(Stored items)
____________________

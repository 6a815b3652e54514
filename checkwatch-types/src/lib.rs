//! # checkwatch-types
//!
//! Core types for table-driven health checks. This crate defines the data
//! model shared by the checkwatch pipeline: the raw rows a fetch stage hands
//! over, the typed records they are parsed into, the states and metrics a
//! check emits, and the counter samples persisted between runs.
//!
//! ## Design Goals
//!
//! - **Zero required dependencies**: Core types work without any serialization framework
//! - **Optional serialization**: Enable `serde` and/or `minicbor` features as needed
//! - **Transport agnostic**: Rows may come from SNMP walks, agent sections or anything else
//! - **Versioned state**: Persisted counter state carries a schema version
//!
//! ## Features
//!
//! - `std` (default): Standard library support
//! - `serde`: JSON/etc. serialization via serde
//! - `minicbor`: Compact binary serialization of counter state via CBOR
//! - `all`: Enable all serialization formats
//!
//! ## Example
//!
//! ```rust
//! use checkwatch_types::{Evaluation, Metric, State};
//!
//! let status = Evaluation::new(State::Ok, "Status: up");
//! let traffic = Evaluation::metric(Metric::new("if_in_bps", 8000.0));
//!
//! assert!(status.is_load_bearing());
//! assert!(!traffic.is_load_bearing());
//! ```

#![cfg_attr(not(feature = "std"), no_std)]

extern crate alloc;

mod field;
mod levels;
mod metric;
mod result;
mod sample;
mod state;
mod table;

pub use field::*;
pub use levels::*;
pub use metric::*;
pub use result::*;
pub use sample::*;
pub use state::*;
pub use table::*;

/// Layout version of persisted counter state.
///
/// Increment this when making breaking changes to the store format.
/// Stores written with a different version are discarded on load.
pub const SCHEMA_VERSION: u32 = 1;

____________________

## TASK BRIEF:
Once you have counted the lines of the records holding the string "crate", state that number with no other words.

## SOLVED EXERCISE:
2